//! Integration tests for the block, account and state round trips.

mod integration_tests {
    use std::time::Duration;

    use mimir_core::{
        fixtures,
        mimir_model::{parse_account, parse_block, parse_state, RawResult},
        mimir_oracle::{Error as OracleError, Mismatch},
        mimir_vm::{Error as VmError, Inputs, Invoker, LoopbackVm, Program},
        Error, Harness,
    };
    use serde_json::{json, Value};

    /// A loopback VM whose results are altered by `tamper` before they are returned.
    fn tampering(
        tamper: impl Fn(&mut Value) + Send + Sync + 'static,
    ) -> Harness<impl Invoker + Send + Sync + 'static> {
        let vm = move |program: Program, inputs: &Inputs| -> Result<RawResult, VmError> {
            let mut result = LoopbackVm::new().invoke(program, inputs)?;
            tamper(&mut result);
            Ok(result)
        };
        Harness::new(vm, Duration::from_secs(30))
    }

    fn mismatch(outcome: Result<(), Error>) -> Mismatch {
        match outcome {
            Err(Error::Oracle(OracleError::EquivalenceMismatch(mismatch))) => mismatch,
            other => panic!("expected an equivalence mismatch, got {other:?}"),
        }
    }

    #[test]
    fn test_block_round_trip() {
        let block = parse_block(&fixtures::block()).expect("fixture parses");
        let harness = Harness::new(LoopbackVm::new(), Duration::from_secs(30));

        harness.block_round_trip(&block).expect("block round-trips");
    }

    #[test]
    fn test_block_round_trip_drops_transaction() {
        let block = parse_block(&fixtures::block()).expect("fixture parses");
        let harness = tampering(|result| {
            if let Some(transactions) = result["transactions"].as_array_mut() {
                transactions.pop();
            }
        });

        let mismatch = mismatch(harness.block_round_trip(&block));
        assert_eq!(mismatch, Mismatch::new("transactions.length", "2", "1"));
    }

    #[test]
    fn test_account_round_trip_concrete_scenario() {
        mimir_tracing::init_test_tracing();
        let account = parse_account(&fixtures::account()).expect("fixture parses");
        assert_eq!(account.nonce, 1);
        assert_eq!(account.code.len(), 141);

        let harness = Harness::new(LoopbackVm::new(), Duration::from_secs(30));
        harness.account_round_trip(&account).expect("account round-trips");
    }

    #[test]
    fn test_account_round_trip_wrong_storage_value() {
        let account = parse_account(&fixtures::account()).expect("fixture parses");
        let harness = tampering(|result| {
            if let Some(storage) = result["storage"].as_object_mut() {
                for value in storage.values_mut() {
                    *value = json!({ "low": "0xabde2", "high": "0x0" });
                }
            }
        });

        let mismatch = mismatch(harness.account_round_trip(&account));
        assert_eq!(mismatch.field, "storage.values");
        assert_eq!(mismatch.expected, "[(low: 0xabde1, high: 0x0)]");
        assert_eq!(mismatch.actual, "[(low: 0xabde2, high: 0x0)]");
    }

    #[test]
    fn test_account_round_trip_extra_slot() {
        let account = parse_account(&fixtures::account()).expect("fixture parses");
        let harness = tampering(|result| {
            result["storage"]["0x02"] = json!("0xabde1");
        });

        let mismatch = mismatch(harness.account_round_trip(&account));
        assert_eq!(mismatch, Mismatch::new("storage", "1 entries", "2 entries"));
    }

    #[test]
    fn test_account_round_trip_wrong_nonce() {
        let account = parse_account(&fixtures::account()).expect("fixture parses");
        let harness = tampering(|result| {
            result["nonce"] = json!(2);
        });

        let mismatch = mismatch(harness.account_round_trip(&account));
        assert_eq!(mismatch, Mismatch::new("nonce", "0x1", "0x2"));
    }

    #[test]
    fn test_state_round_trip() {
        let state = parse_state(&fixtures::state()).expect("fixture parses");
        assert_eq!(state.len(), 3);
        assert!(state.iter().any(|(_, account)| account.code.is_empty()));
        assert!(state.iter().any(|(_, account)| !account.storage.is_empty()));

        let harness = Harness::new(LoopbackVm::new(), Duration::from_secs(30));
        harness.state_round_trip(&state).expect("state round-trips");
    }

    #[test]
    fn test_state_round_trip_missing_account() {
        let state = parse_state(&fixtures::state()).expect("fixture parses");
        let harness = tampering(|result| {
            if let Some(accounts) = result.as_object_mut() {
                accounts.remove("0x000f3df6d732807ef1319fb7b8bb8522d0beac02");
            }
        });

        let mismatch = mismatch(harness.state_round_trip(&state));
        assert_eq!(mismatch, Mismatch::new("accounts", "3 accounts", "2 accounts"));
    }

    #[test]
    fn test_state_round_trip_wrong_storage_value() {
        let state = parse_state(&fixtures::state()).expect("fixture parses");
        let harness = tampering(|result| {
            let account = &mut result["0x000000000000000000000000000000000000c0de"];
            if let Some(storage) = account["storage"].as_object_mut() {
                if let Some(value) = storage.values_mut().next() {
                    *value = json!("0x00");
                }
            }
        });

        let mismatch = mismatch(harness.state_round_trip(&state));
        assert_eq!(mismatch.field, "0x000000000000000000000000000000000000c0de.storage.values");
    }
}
---
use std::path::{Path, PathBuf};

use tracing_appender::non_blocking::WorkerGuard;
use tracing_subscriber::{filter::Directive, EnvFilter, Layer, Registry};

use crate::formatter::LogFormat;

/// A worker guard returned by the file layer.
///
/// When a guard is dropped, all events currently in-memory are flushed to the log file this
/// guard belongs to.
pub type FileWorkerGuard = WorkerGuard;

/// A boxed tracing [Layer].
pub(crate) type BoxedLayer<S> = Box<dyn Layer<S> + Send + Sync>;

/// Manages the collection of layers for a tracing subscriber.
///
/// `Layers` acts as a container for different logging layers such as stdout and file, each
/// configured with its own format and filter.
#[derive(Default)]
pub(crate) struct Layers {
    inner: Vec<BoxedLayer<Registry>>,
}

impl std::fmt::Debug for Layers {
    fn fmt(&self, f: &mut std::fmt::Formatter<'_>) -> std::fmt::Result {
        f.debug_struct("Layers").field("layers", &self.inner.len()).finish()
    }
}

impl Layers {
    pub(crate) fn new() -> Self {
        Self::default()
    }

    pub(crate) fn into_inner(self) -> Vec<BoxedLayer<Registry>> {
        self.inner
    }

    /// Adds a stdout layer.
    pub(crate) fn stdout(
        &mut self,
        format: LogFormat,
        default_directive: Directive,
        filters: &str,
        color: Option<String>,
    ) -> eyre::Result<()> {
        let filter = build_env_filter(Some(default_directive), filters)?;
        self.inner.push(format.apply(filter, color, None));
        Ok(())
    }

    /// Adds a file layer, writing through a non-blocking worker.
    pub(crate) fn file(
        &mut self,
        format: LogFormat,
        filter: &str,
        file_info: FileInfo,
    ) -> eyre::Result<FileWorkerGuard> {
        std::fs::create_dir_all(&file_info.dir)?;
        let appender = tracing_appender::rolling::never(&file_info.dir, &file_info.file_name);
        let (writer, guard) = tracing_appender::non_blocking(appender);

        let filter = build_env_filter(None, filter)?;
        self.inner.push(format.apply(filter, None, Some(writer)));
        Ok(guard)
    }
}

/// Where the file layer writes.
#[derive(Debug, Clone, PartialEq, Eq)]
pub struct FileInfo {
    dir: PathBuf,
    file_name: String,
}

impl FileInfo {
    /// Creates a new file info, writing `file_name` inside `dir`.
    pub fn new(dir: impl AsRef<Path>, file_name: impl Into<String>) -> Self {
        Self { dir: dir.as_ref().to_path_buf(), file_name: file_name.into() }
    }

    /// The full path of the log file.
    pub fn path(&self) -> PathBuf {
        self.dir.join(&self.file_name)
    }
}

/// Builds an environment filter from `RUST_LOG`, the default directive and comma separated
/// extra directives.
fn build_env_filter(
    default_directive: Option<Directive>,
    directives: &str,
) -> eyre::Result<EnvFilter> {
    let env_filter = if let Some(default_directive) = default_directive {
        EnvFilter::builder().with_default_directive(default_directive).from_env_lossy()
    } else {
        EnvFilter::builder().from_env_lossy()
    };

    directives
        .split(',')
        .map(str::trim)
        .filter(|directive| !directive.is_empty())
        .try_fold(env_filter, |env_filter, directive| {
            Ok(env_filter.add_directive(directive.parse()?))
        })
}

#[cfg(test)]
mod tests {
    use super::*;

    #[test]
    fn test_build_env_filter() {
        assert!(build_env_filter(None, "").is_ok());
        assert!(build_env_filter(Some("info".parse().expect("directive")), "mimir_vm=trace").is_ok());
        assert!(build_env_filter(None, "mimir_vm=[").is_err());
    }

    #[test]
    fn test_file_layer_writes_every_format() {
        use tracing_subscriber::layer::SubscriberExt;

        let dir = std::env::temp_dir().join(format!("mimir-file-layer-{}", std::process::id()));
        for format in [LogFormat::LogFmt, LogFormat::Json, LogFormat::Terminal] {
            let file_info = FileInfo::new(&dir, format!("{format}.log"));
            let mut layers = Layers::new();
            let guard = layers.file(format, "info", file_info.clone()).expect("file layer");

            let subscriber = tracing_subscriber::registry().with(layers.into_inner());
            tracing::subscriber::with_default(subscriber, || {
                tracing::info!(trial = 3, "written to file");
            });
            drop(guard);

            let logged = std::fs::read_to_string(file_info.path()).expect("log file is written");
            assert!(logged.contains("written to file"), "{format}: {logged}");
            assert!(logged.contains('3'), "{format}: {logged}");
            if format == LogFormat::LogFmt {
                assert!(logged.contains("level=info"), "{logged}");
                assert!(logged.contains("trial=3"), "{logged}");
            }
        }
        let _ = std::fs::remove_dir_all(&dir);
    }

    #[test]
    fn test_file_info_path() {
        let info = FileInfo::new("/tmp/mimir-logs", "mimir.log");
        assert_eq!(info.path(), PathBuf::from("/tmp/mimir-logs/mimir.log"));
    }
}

Action item -> For the word "LogFmt", find all matching lines in the entries above and copy them out.

Response to the task ->
        for format in [LogFormat::LogFmt, LogFormat::Json, LogFormat::Terminal] {
            if format == LogFormat::LogFmt {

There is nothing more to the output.